ASSIGNMENT: Pull out every line with the word "offset" from the entries below.

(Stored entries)
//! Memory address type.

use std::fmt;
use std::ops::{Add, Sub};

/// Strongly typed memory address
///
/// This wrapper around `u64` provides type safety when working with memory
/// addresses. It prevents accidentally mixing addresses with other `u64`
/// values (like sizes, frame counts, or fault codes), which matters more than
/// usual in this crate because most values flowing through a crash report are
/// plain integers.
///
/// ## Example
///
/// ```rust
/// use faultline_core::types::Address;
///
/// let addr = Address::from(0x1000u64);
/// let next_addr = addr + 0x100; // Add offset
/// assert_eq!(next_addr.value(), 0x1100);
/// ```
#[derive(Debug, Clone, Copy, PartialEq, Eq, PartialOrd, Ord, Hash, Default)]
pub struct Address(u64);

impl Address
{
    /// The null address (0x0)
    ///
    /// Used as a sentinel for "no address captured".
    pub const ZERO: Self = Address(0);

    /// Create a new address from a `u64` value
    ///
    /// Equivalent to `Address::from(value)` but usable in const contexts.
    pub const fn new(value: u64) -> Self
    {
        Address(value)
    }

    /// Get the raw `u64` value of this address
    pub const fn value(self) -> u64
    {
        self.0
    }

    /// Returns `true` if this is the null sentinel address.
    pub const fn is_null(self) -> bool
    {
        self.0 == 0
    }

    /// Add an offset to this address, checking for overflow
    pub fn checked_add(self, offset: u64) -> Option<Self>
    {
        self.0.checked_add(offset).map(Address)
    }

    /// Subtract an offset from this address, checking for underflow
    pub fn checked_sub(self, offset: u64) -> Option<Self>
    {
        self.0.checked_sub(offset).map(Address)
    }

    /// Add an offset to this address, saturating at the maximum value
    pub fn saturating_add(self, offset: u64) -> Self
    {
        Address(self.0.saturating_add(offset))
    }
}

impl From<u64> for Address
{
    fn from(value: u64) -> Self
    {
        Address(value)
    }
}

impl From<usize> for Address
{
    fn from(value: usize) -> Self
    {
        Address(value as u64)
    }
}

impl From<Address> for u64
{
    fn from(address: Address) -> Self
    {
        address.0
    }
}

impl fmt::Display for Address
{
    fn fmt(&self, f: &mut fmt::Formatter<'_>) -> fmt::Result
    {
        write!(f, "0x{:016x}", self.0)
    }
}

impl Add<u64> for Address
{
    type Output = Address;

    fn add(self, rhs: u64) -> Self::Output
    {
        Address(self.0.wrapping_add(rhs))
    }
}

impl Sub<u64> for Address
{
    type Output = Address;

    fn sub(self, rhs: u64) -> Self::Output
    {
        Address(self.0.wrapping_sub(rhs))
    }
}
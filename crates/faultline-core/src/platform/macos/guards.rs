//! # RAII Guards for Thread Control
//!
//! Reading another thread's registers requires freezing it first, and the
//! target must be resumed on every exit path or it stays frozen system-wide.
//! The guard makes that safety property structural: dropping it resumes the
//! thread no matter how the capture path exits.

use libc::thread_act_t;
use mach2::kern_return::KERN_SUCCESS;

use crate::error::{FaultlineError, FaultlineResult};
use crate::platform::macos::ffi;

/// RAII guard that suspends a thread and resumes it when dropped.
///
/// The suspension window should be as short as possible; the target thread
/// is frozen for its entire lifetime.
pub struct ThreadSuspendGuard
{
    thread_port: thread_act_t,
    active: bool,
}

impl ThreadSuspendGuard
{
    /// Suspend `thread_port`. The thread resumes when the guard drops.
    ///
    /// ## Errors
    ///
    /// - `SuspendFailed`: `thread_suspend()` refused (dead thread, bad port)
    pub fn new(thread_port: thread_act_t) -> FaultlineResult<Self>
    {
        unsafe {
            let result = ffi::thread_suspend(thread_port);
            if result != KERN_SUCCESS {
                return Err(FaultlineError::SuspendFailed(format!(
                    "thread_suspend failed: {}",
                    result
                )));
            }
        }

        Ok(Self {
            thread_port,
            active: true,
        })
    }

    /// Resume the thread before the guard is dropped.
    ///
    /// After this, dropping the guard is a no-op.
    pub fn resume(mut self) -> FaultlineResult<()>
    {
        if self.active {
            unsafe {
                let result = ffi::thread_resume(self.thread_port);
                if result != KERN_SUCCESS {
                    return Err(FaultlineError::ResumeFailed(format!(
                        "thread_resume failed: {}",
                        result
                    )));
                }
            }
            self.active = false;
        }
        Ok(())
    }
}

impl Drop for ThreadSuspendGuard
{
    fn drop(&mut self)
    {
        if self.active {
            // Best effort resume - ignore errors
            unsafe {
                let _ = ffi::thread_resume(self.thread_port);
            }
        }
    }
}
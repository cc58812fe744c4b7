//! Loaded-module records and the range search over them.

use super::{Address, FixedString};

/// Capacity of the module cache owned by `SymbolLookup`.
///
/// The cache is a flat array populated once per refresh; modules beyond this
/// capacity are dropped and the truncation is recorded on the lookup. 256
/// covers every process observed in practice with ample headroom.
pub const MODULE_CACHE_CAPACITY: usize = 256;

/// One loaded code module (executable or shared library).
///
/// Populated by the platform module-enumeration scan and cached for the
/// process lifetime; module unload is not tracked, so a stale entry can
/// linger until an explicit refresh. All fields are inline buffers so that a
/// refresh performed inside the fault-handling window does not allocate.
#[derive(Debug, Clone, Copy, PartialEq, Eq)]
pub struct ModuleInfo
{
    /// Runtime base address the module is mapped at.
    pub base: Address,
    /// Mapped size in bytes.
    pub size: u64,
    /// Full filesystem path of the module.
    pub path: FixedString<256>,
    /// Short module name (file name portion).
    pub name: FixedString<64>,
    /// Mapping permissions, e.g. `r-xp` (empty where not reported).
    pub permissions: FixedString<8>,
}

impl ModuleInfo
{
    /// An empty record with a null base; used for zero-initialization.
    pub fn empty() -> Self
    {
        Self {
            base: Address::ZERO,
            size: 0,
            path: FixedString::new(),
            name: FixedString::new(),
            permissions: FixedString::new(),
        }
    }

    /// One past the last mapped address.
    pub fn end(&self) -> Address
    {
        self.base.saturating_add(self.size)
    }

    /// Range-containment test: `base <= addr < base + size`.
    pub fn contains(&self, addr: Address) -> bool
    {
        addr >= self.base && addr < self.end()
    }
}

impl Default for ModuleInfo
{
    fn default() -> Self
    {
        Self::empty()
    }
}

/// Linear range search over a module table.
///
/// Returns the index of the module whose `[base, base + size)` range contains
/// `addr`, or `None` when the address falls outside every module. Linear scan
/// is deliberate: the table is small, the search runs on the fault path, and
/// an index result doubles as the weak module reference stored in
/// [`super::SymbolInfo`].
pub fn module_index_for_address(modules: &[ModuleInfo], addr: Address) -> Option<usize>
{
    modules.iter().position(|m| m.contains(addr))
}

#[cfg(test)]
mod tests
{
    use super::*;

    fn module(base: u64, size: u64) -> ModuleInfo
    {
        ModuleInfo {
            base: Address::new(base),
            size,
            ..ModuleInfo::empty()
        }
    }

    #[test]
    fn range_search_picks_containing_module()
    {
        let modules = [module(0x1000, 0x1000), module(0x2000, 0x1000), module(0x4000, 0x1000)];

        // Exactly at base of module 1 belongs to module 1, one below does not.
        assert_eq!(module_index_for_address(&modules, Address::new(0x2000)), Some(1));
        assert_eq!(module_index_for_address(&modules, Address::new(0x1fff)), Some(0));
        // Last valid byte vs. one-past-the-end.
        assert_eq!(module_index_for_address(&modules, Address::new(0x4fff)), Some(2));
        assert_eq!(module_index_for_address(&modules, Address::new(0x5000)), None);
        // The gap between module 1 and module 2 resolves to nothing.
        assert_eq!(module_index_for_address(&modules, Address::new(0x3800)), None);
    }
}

SOLUTION:
/// let next_addr = addr + 0x100; // Add offset
    /// Add an offset to this address, checking for overflow
    pub fn checked_add(self, offset: u64) -> Option<Self>
        self.0.checked_add(offset).map(Address)
    /// Subtract an offset from this address, checking for underflow
    pub fn checked_sub(self, offset: u64) -> Option<Self>
        self.0.checked_sub(offset).map(Address)
    /// Add an offset to this address, saturating at the maximum value
    pub fn saturating_add(self, offset: u64) -> Self
        Address(self.0.saturating_add(offset))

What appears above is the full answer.